### WORK REQUIRED
Output only the lines of the entries that follow, starting at the one with "pub fn new()" and running down to the one with "calendar.push(Event::arrival(1.0, SourceId(1)));", both included and unchanged.

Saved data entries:
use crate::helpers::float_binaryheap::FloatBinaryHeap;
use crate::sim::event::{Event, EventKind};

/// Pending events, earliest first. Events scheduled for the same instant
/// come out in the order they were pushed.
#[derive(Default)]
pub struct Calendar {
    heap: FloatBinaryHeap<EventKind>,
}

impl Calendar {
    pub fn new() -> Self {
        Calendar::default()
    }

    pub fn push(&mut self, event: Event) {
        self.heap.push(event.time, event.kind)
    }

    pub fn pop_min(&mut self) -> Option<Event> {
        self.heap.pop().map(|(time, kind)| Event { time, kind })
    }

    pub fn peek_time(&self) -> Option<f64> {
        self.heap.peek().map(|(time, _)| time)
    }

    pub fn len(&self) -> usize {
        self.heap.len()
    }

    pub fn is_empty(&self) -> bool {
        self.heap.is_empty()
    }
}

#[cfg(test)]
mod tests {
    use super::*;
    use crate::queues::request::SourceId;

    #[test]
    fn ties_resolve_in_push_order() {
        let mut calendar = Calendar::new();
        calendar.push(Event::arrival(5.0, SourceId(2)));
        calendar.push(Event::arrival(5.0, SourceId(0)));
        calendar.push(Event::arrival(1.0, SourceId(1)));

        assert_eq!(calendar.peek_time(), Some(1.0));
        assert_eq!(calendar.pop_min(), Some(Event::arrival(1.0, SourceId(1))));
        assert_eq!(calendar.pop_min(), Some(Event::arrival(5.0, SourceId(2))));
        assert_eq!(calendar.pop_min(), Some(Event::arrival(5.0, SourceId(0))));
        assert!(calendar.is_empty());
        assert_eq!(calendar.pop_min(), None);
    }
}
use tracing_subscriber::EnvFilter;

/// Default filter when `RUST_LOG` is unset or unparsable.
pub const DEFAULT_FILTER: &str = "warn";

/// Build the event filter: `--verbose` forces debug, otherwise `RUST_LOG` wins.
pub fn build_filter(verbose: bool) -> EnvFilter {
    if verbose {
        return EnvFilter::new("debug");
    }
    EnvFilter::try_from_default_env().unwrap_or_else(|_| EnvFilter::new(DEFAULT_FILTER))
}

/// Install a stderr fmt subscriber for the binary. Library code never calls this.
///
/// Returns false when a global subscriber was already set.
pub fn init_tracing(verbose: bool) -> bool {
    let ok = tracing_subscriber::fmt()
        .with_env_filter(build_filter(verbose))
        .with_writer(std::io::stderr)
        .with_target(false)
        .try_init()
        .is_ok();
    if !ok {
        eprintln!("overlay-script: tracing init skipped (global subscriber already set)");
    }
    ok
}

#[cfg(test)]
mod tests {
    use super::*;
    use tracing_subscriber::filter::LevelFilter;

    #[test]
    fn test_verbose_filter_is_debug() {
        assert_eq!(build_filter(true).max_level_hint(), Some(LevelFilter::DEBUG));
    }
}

### ANSWER TO THIS TASK
    pub fn new() -> Self {
        Calendar::default()
    }

    pub fn push(&mut self, event: Event) {
        self.heap.push(event.time, event.kind)
    }

    pub fn pop_min(&mut self) -> Option<Event> {
        self.heap.pop().map(|(time, kind)| Event { time, kind })
    }

    pub fn peek_time(&self) -> Option<f64> {
        self.heap.peek().map(|(time, _)| time)
    }

    pub fn len(&self) -> usize {
        self.heap.len()
    }

    pub fn is_empty(&self) -> bool {
        self.heap.is_empty()
    }
}

#[cfg(test)]
mod tests {
    use super::*;
    use crate::queues::request::SourceId;

    #[test]
    fn ties_resolve_in_push_order() {
        let mut calendar = Calendar::new();
        calendar.push(Event::arrival(5.0, SourceId(2)));
        calendar.push(Event::arrival(5.0, SourceId(0)));
        calendar.push(Event::arrival(1.0, SourceId(1)));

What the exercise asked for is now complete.